TASK ITEM. Could you find each line of the data below that contains the word "String" and copy those lines?

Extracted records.
>>

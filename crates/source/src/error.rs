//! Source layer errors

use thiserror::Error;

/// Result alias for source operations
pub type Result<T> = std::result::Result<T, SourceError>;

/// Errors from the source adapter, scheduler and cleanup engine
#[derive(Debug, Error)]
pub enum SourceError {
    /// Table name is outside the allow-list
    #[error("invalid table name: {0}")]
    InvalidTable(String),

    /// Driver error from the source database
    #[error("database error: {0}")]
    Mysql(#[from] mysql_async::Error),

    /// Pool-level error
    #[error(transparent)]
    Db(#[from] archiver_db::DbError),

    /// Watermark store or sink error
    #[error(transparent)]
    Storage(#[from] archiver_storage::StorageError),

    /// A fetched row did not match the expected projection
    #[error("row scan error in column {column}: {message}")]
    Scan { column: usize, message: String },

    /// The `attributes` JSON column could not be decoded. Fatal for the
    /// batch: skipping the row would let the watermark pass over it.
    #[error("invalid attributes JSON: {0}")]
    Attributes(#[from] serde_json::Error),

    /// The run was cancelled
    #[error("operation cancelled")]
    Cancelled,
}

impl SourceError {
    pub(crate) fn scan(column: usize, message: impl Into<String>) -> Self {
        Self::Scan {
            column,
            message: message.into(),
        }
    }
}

<<

RESPONSE TO THIS TASK.
    InvalidTable(String),
    Scan { column: usize, message: String },
    pub(crate) fn scan(column: usize, message: impl Into<String>) -> Self {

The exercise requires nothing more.